Если сказать это совсем кратко, то получится так: у края мира «Тринадцатый этаж» показывает два ответа на одну и ту же весть — антихристический ответ Эштона, который хочет удержать свой мир через бунт, оружие и убийство, и ответ Дугласа, который принимает весть через встречу, доверие и переход. Именно здесь край мира становится не только концом декорации, но и местом окончательного различения духа.

КОГДА НАЧИНАЮТ ИСКАТЬ ПИСЬМО ВМЕСТО ВЕСТИ

Фильм даёт один эпизод, который на первый взгляд можно принять за частную сюжетную деталь, но в действительности он раскрывает один из самых глубоких духовных законов всей истории откровения. Фергюсон приводит Фуллера 3 в Гранд-отель и показывает ему людей. И здесь начинает происходить странное и важное: Фуллер 3 вспоминает события, которые формально были прожиты не им как автономным субъектом, а в то время, когда в его теле действовало сознание Фуллера 2. Он узнаёт некоторых людей. Он вспоминает, что написал письмо. Он вспоминает, кому передал его. Он прямо указывает на бармена — на Эштона. То есть перед нами в этот момент находится не просто участник событий, а живой свидетель, в котором ещё не до конца угасла память о самом содержании вести.

И именно здесь происходит подмена, имеющая почти пророческое значение. Фергюсон мог бы задать самый простой и самый точный вопрос: что было написано в письме? Фуллер 3, продолжая вспоминать, скорее всего смог бы восстановить содержание или хотя бы передать его смысл. Источник живого свидетельства был рядом. Память ещё действовала. Весть ещё можно было получить не через вещь, а через слово, не через носитель, а через свидетельство, не через обладание документом, а через живое присутствие того, кто помнит. Но вместо этого Фергюсон бросается за письмом. Он начинает бороться не за весть, а за её материальную форму. Не за смысл, а за носитель смысла.
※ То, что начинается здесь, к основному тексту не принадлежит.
// Copyright (c) 2026 Christoph Gaffga
// SPDX-License-Identifier: GPL-3.0-only
// https://github.com/cgaffga/phasmcore

//! Block-DCT watermarking.
//!
//! The luma plane is cut into 8x8 blocks. One bit is stored per block in
//! the ordering of two mid-frequency coefficients:
//!
//! - bit 1: `F[4][3] > F[3][4] + DELTA`
//! - bit 0: `F[3][4] > F[4][3] + DELTA`
//!
//! When a block does not already satisfy its bit, both coefficients are
//! moved symmetrically around their midpoint to a gap of `DELTA + GAP_SLACK`,
//! so the strict inequality holds. Extraction only compares the two values.
//!
//! Luma is clipped to [0, 255] when RGB is rebuilt, which can undo an edit
//! in saturated blocks. After the first pass every payload block is read
//! back from the output; misread blocks are pushed again with a wider
//! margin for up to `REFINE_PASSES` passes. If any bit is still misread the
//! embed fails with [`StegoError::WatermarkClipped`].
//!
//! Blocks are visited in a keyed pseudo-random order over the *usable*
//! blocks, i.e. those lying entirely inside the original image. Edge
//! padding is used for reconstruction only and never carries payload.

use std::sync::OnceLock;

use tracing::{debug, warn};

use crate::carrier::Carrier;
use crate::stego::bits::{self, Utf8Policy, NUL_TERMINATOR};
use crate::stego::capacity::{dct_capacity_bits, DCT_BLOCK};
use crate::stego::error::StegoError;
use crate::stego::permute;
use crate::watermark::luma::LumaPlane;

/// First coefficient of the pair, `(row, col)` in natural order.
pub const COEFF_A: (usize, usize) = (4, 3);
/// Second coefficient of the pair.
pub const COEFF_B: (usize, usize) = (3, 4);
/// Minimum coefficient gap enforced at embed time.
pub const DELTA: f64 = 20.0;

/// Added on top of the margin so an edited pair clears it strictly.
const GAP_SLACK: f64 = 1.0;

/// Read-back passes after the first embed pass.
const REFINE_PASSES: usize = 4;

/// Level shift applied before the forward transform.
const LEVEL_SHIFT: f64 = 128.0;

/// Pre-computed 8x8 cosine table.
/// `COSINE[u][x] = cos((2*x + 1) * u * PI / 16)`
static COSINE: OnceLock<[[f64; 8]; 8]> = OnceLock::new();

/// Orthonormal scale factors: C(0) = 1/sqrt(8), C(u>0) = 1/2.
static NORM: OnceLock<[f64; 8]> = OnceLock::new();

fn cosine_table() -> &'static [[f64; 8]; 8] {
    COSINE.get_or_init(|| {
        let mut table = [[0.0f64; 8]; 8];
        for (u, row) in table.iter_mut().enumerate() {
            for (x, v) in row.iter_mut().enumerate() {
                *v = ((2 * x + 1) as f64 * u as f64 * std::f64::consts::PI / 16.0).cos();
            }
        }
        table
    })
}

fn norm_table() -> &'static [f64; 8] {
    NORM.get_or_init(|| {
        let mut n = [0.5f64; 8];
        n[0] = 1.0 / (8.0f64).sqrt();
        n
    })
}

/// Orthonormal 2D DCT-II of one 8x8 block (row-major in, row-major out).
pub fn forward_dct(block: &[f64; 64]) -> [f64; 64] {
    let cos = cosine_table();
    let c = norm_table();

    // Rows.
    let mut temp = [0.0f64; 64];
    for row in 0..8 {
        for u in 0..8 {
            let mut sum = 0.0;
            for x in 0..8 {
                sum += block[row * 8 + x] * cos[u][x];
            }
            temp[row * 8 + u] = c[u] * sum;
        }
    }

    // Columns.
    let mut coeffs = [0.0f64; 64];
    for col in 0..8 {
        for v in 0..8 {
            let mut sum = 0.0;
            for y in 0..8 {
                sum += temp[y * 8 + col] * cos[v][y];
            }
            coeffs[v * 8 + col] = c[v] * sum;
        }
    }
    coeffs
}

/// Inverse of [`forward_dct`].
pub fn inverse_dct(coeffs: &[f64; 64]) -> [f64; 64] {
    let cos = cosine_table();
    let c = norm_table();

    // Columns.
    let mut temp = [0.0f64; 64];
    for col in 0..8 {
        for y in 0..8 {
            let mut sum = 0.0;
            for v in 0..8 {
                sum += c[v] * coeffs[v * 8 + col] * cos[v][y];
            }
            temp[y * 8 + col] = sum;
        }
    }

    // Rows.
    let mut out = [0.0f64; 64];
    for row in 0..8 {
        for x in 0..8 {
            let mut sum = 0.0;
            for u in 0..8 {
                sum += c[u] * temp[row * 8 + u] * cos[u][x];
            }
            out[row * 8 + x] = sum;
        }
    }
    out
}

/// Block grid geometry derived from the original (unpadded) dimensions.
#[derive(Debug, Clone, Copy, PartialEq, Eq)]
pub struct BlockGrid {
    /// Whole blocks per row inside the original width.
    pub blocks_wide: usize,
    /// Whole blocks per column inside the original height.
    pub blocks_tall: usize,
}

impl BlockGrid {
    pub fn for_dimensions(width: usize, height: usize) -> Self {
        Self { blocks_wide: width / DCT_BLOCK, blocks_tall: height / DCT_BLOCK }
    }

    pub fn usable_blocks(&self) -> usize {
        self.blocks_wide * self.blocks_tall
    }

    /// Top-left pixel `(row, col)` of usable block `idx`.
    pub fn origin(&self, idx: usize) -> (usize, usize) {
        ((idx / self.blocks_wide) * DCT_BLOCK, (idx % self.blocks_wide) * DCT_BLOCK)
    }
}

fn read_block(plane: &[f64], stride: usize, origin: (usize, usize)) -> [f64; 64] {
    let mut block = [0.0f64; 64];
    for r in 0..8 {
        let base = (origin.0 + r) * stride + origin.1;
        for c in 0..8 {
            block[r * 8 + c] = plane[base + c] - LEVEL_SHIFT;
        }
    }
    block
}

fn write_block(plane: &mut [f64], stride: usize, origin: (usize, usize), block: &[f64; 64]) {
    for r in 0..8 {
        let base = (origin.0 + r) * stride + origin.1;
        for c in 0..8 {
            plane[base + c] = block[r * 8 + c] + LEVEL_SHIFT;
        }
    }
}

/// Force the coefficient pair to encode `bit` with a gap above `margin`.
/// Returns `true` if changed.
fn encode_pair(coeffs: &mut [f64; 64], bit: u8, margin: f64) -> bool {
    let a = COEFF_A.0 * 8 + COEFF_A.1;
    let b = COEFF_B.0 * 8 + COEFF_B.1;
    let (v1, v2) = (coeffs[a], coeffs[b]);
    let mid = (v1 + v2) / 2.0;
    let half = (margin + GAP_SLACK) / 2.0;

    if bit == 1 && v1 <= v2 + margin {
        coeffs[a] = mid + half;
        coeffs[b] = mid - half;
        true
    } else if bit == 0 && v2 <= v1 + margin {
        coeffs[b] = mid + half;
        coeffs[a] = mid - half;
        true
    } else {
        false
    }
}

fn decode_pair(coeffs: &[f64; 64]) -> u8 {
    let v1 = coeffs[COEFF_A.0 * 8 + COEFF_A.1];
    let v2 = coeffs[COEFF_B.0 * 8 + COEFF_B.1];
    u8::from(v1 > v2)
}

/// Write `targets` into a copy of `carrier`.
///
/// The first pass (`pass == 0`) edits every block that does not yet clear
/// [`DELTA`]. Later passes only touch blocks that currently misread, with
/// a margin growing by `DELTA` per pass. Returns the new carrier and the
/// number of blocks written.
fn write_pass(
    carrier: &Carrier,
    targets: &[(u8, (usize, usize))],
    pass: usize,
) -> Result<(Carrier, usize), StegoError> {
    let mut plane = LumaPlane::from_carrier(carrier);
    let (mut padded, stride, _) = plane.padded(DCT_BLOCK);
    let margin = DELTA * (pass + 1) as f64;

    let mut written = 0usize;
    for &(bit, origin) in targets {
        let mut coeffs = forward_dct(&read_block(&padded, stride, origin));
        if pass > 0 && decode_pair(&coeffs) == bit {
            continue;
        }
        if encode_pair(&mut coeffs, bit, margin) {
            written += 1;
            write_block(&mut padded, stride, origin, &inverse_dct(&coeffs));
        }
    }

    plane.store_cropped(&padded, stride);
    Ok((plane.to_carrier()?, written))
}

/// Number of `targets` that `carrier` does not read back as written.
fn misread_bits(carrier: &Carrier, targets: &[(u8, (usize, usize))]) -> usize {
    let plane = LumaPlane::from_carrier(carrier);
    let (padded, stride, _) = plane.padded(DCT_BLOCK);
    targets
        .iter()
        .filter(|&&(bit, origin)| decode_pair(&forward_dct(&read_block(&padded, stride, origin))) != bit)
        .count()
}

/// Embed `text` (plus a zero-byte terminator) under `key`.
///
/// # Errors
/// - [`StegoError::CapacityExceeded`] (in bits) if the payload needs more
///   blocks than the image has whole 8x8 blocks.
/// - [`StegoError::WatermarkClipped`] if clipping keeps some blocks from
///   reading back after every refinement pass.
pub fn embed(carrier: &Carrier, key: &str, text: &str) -> Result<Carrier, StegoError> {
    let grid = BlockGrid::for_dimensions(carrier.width(), carrier.height());
    let usable = grid.usable_blocks();
    debug_assert_eq!(usable, dct_capacity_bits(carrier.width(), carrier.height()));

    let mut payload = bits::to_bits(text);
    payload.extend_from_slice(&bits::bytes_to_bits(&[NUL_TERMINATOR]));
    if payload.len() > usable {
        return Err(StegoError::CapacityExceeded { needed: payload.len(), available: usable });
    }

    let order = permute::keyed_permutation(key, usable);
    let targets: Vec<(u8, (usize, usize))> =
        payload.iter().zip(&order).map(|(&bit, &idx)| (bit, grid.origin(idx))).collect();

    let (mut stego, changed) = write_pass(carrier, &targets, 0)?;
    debug!(
        width = carrier.width(),
        height = carrier.height(),
        usable_blocks = usable,
        payload_bits = payload.len(),
        changed_blocks = changed,
        "dct embed"
    );

    let mut pass = 0;
    loop {
        let misread = misread_bits(&stego, &targets);
        if misread == 0 {
            return Ok(stego);
        }
        if pass == REFINE_PASSES {
            warn!(misread_bits = misread, "dct watermark clipped");
            return Err(StegoError::WatermarkClipped { unreadable_bits: misread });
        }
        pass += 1;
        debug!(pass, misread_bits = misread, "dct refine");
        stego = write_pass(&stego, &targets, pass)?.0;
    }
}

/// Extract text embedded by [`embed`].
///
/// Never fails on a wrong key: the block order diverges and the result is
/// whatever the visited blocks happen to encode.
pub fn extract(carrier: &Carrier, key: &str) -> Result<String, StegoError> {
    let grid = BlockGrid::for_dimensions(carrier.width(), carrier.height());
    let usable = grid.usable_blocks();
    let order = permute::keyed_permutation(key, usable);

    let plane = LumaPlane::from_carrier(carrier);
    let (padded, stride, _) = plane.padded(DCT_BLOCK);

    let mut bits_out: Vec<u8> = Vec::new();
    let mut bytes: Vec<u8> = Vec::new();
    for &idx in &order {
        let coeffs = forward_dct(&read_block(&padded, stride, grid.origin(idx)));
        bits_out.push(decode_pair(&coeffs));
        if bits_out.len() == 8 {
            let byte = bits::pack_byte(&bits_out);
            bits_out.clear();
            if byte == NUL_TERMINATOR {
                break;
            }
            bytes.push(byte);
        }
    }

    debug!(usable_blocks = usable, payload_bytes = bytes.len(), "dct extract");
    bits::decode_text(bytes, Utf8Policy::Lenient)
}

#[cfg(test)]
mod tests {
    use super::*;

    #[test]
    fn dct_inverse_roundtrip() {
        let mut block = [0.0f64; 64];
        for (i, v) in block.iter_mut().enumerate() {
            *v = ((i * 37) % 255) as f64 - 128.0;
        }
        let back = inverse_dct(&forward_dct(&block));
        for i in 0..64 {
            assert!((back[i] - block[i]).abs() < 1e-9, "mismatch at {i}");
        }
    }

    #[test]
    fn flat_block_is_dc_only() {
        let block = [16.0f64; 64];
        let coeffs = forward_dct(&block);
        assert!((coeffs[0] - 128.0).abs() < 1e-9);
        for &c in &coeffs[1..] {
            assert!(c.abs() < 1e-9);
        }
    }

    #[test]
    fn pair_encoding_enforces_margin() {
        let mut coeffs = [0.0f64; 64];
        coeffs[4 * 8 + 3] = 5.0;
        coeffs[3 * 8 + 4] = 7.0;
        assert!(encode_pair(&mut coeffs, 1, DELTA));
        assert_eq!(decode_pair(&coeffs), 1);
        assert!(coeffs[35] > coeffs[28] + DELTA);
        // Midpoint preserved.
        assert!((coeffs[35] + coeffs[28] - 12.0).abs() < 1e-12);
        // The edited pair now clears the margin, so a second call is a no-op.
        assert!(!encode_pair(&mut coeffs, 1, DELTA));

        assert!(encode_pair(&mut coeffs, 0, DELTA));
        assert_eq!(decode_pair(&coeffs), 0);
        assert!(coeffs[28] > coeffs[35] + DELTA);
    }

    #[test]
    fn pair_at_exact_margin_is_widened() {
        let mut coeffs = [0.0f64; 64];
        coeffs[4 * 8 + 3] = DELTA;
        coeffs[3 * 8 + 4] = 0.0;
        assert!(encode_pair(&mut coeffs, 1, DELTA));
        assert!(coeffs[35] - coeffs[28] > DELTA);
    }

    #[test]
    fn satisfied_pair_is_left_alone() {
        let mut coeffs = [0.0f64; 64];
        coeffs[4 * 8 + 3] = 50.0;
        coeffs[3 * 8 + 4] = 0.0;
        assert!(!encode_pair(&mut coeffs, 1, DELTA));
        assert_eq!(coeffs[35], 50.0);
    }

    #[test]
    fn grid_ignores_partial_blocks() {
        let g = BlockGrid::for_dimensions(23, 17);
        assert_eq!(g.usable_blocks(), 2 * 2);
        assert_eq!(g.origin(3), (8, 8));
    }

    #[test]
    fn roundtrip_on_flat_gray() {
        let c = Carrier::from_fn(48, 48, |_, _| [120, 120, 120]).unwrap();
        let stego = embed(&c, "k", "wm!").unwrap();
        assert_eq!(extract(&stego, "k").unwrap(), "wm!");
    }

    #[test]
    fn capacity_exceeded_in_bits() {
        let c = Carrier::from_fn(16, 16, |_, _| [100, 100, 100]).unwrap();
        let err = embed(&c, "k", "x").unwrap_err();
        assert_eq!(err, StegoError::CapacityExceeded { needed: 16, available: 4 });
    }

    #[test]
    fn saturated_carrier_never_yields_unreadable_success() {
        let white = Carrier::from_fn(32, 32, |_, _| [255, 255, 255]).unwrap();
        match embed(&white, "k", "hi") {
            Ok(stego) => assert_eq!(extract(&stego, "k").unwrap(), "hi"),
            Err(e) => assert!(matches!(e, StegoError::WatermarkClipped { unreadable_bits } if unreadable_bits > 0)),
        }
    }
}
Это и есть первый большой перелом в судьбе послания. Пока истина передаётся как живое свидетельство — «я видел», «я помню», «я говорю», «я свидетельствую» — она ещё дышит голосом, личным присутствием, непосредственным огнём пережитого. Но в тот момент, когда внимание переносится с содержания на объект, начинается история формы. И сама по себе форма ещё не ложь. Письмо важно. Послание важно. Запись важна. Но трагедия начинается там, где письмо начинают искать вместо вести, где документ становится важнее откровения, где носитель заслоняет смысл.

Здесь фильм неожиданно совпадает с общей логикой духовной истории человечества. Весть почти всегда приходит сначала как живое слово. Потом она закрепляется в посланиях. Потом записывается. Потом собирается в канон. Так было и в христианстве: сначала живая проповедь, потом деяния и послания учеников, затем письма, затем Евангелия, затем канон Нового Завета. И это естественный путь сохранения слова. Но опасность возникает в тот момент, когда то, что должно было хранить весть, начинает незаметно подменять её собой. Когда человек уже не спрашивает: что сказано? — а борется за то, чтобы получить сам предмет, сам текст, сам знак владения словом.
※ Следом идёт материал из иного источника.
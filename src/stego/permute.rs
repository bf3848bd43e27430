// Copyright (c) 2026 Christoph Gaffga
// SPDX-License-Identifier: GPL-3.0-only
// https://github.com/cgaffga/phasmcore

//! Keyed block/coefficient ordering.
//!
//! A secret key is hashed with SHA-256 and reduced modulo 2^32 to a seed.
//! The seed initialises a ChaCha20 PRNG that drives a Fisher-Yates shuffle
//! of `[0, n)`. Both encoder and decoder rebuild the same ordering from the
//! key and the carrier dimensions alone.
//!
//! # Generator ownership
//!
//! Every call constructs its own generator and moves it into the shuffle.
//! There is no process-wide RNG, so concurrent embeds with different keys
//! cannot interleave state.
//!
//! # Cross-platform portability
//!
//! The shuffle draws `u32` ranges (not `usize`) so the PRNG consumes the
//! same entropy per step on 32-bit and 64-bit targets.

use rand::{Rng, SeedableRng};
use rand_chacha::ChaCha20Rng;
use sha2::{Digest, Sha256};

/// Derive the 32-bit permutation seed from a key: `SHA-256(key) mod 2^32`.
///
/// Reducing the big-endian digest modulo 2^32 keeps its last four bytes.
pub fn derive_seed(key: &str) -> u32 {
    let digest = Sha256::digest(key.as_bytes());
    u32::from_be_bytes([digest[28], digest[29], digest[30], digest[31]])
}

/// Fisher-Yates shuffle consuming an owned generator.
fn shuffle_portable(indices: &mut [usize], mut rng: ChaCha20Rng) {
    let n = indices.len();
    for i in (1..n).rev() {
        let j = rng.gen_range(0..=(i as u32)) as usize;
        indices.swap(i, j);
    }
}

/// Deterministic permutation of `[0, n)` for the given seed.
pub fn permutation(seed: u32, n: usize) -> Vec<usize> {
    let mut indices: Vec<usize> = (0..n).collect();
    shuffle_portable(&mut indices, ChaCha20Rng::seed_from_u64(u64::from(seed)));
    indices
}

/// Permutation of `[0, n)` keyed directly by a secret string.
pub fn keyed_permutation(key: &str, n: usize) -> Vec<usize> {
    permutation(derive_seed(key), n)
}
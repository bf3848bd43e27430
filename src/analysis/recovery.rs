// Copyright (c) 2026 Christoph Gaffga
// SPDX-License-Identifier: GPL-3.0-only
// https://github.com/cgaffga/phasmcore

//! Blind LSB recovery and plausibility filtering.

use tracing::{debug, warn};

use crate::analysis::config::DetectorConfig;
use crate::carrier::Carrier;
use crate::stego::bits::{self, Utf8Policy};
use crate::stego::lsb;

/// Characters counted as printable: ASCII graphic plus ASCII whitespace
/// including vertical tab and form feed.
pub fn is_printable(c: char) -> bool {
    c.is_ascii_graphic() || matches!(c, ' ' | '\t' | '\n' | '\r' | '\x0b' | '\x0c')
}

/// Decode `bytes` leniently and keep the text only if it looks like
/// deliberate content: at least `min_content_len` characters, of which at
/// least `printable_ratio` are printable. The accepted text is trimmed.
pub fn validate_content(bytes: &[u8], config: &DetectorConfig) -> Option<String> {
    if bytes.is_empty() {
        return None;
    }
    let decoded = bits::decode_text(bytes.to_vec(), Utf8Policy::Lenient).ok()?;

    let total = decoded.chars().count();
    if total < config.min_content_len {
        return None;
    }
    let printable = decoded.chars().filter(|&c| is_printable(c)).count();
    if (printable as f64) / (total as f64) < config.printable_ratio {
        return None;
    }
    Some(decoded.trim().to_string())
}

/// Read the raw LSB stream (no terminator search) and validate it.
pub fn recover_lsb_text(carrier: &Carrier, config: &DetectorConfig) -> Option<String> {
    let raw = lsb::raw_bytes(carrier, config.recovery_max_bytes);
    debug!(raw_bytes = raw.len(), "blind lsb recovery");
    let found = validate_content(&raw, config);
    if found.is_none() {
        warn!(raw_bytes = raw.len(), "recovered lsb stream failed plausibility check");
    }
    found
}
Именно поэтому эпизод в Гранд-отеле так важен. Он показывает не просто нелогичность поведения героя, а архетипическую ошибку религиозной истории. Живой свидетель ещё рядом, но человек уже устремляется к письму вместо вести… Истина ещё может быть услышана напрямую, но внимание уже захвачено внешней формой. Слово ещё может родиться из памяти и живого голоса, но сознание уже хочет держать его в руках как вещь.

Здесь особенно сильно раскрывается символ двух жидкостей, который позже получит своё завершение в сцене бассейна. Первая жидкость — это чернила. Ими написано письмо. Их мало. Само письмо короткое. Это очень значимо. Откровение Источника не многословно. Оно не приходит как бесконечный корпус комментариев. Оно приходит как ядро, как сжатая весть, как несколько слов, в которых сосредоточена целая бездна. Если даже посмотреть на прямую речь Иисуса Христа в Евангелиях, то в количественном смысле это очень небольшое откровение. Оно кратко. Оно не заполняет собой всё пространство. Оно действует не объёмом, а плотностью.

Вторая жидкость — это вода бассейна как символа купели христианства. Её много. Она прозрачна. Она не выглядит враждебной. Она не чёрная, не мутная, не ядовитая. Она красива, обильна, существует по сей день. И именно в этом её сила как символа. Потому что позже именно эта вода размоет чернила письма. Не уничтожит письмо, не вычеркнет его, не подменит слово, а именно размоет. Слово останется, но читать его станет труднее. Оно будет узнаваемо, но уже не так отчётливо. Оно будет сохранено, но уже не в прежней ясности.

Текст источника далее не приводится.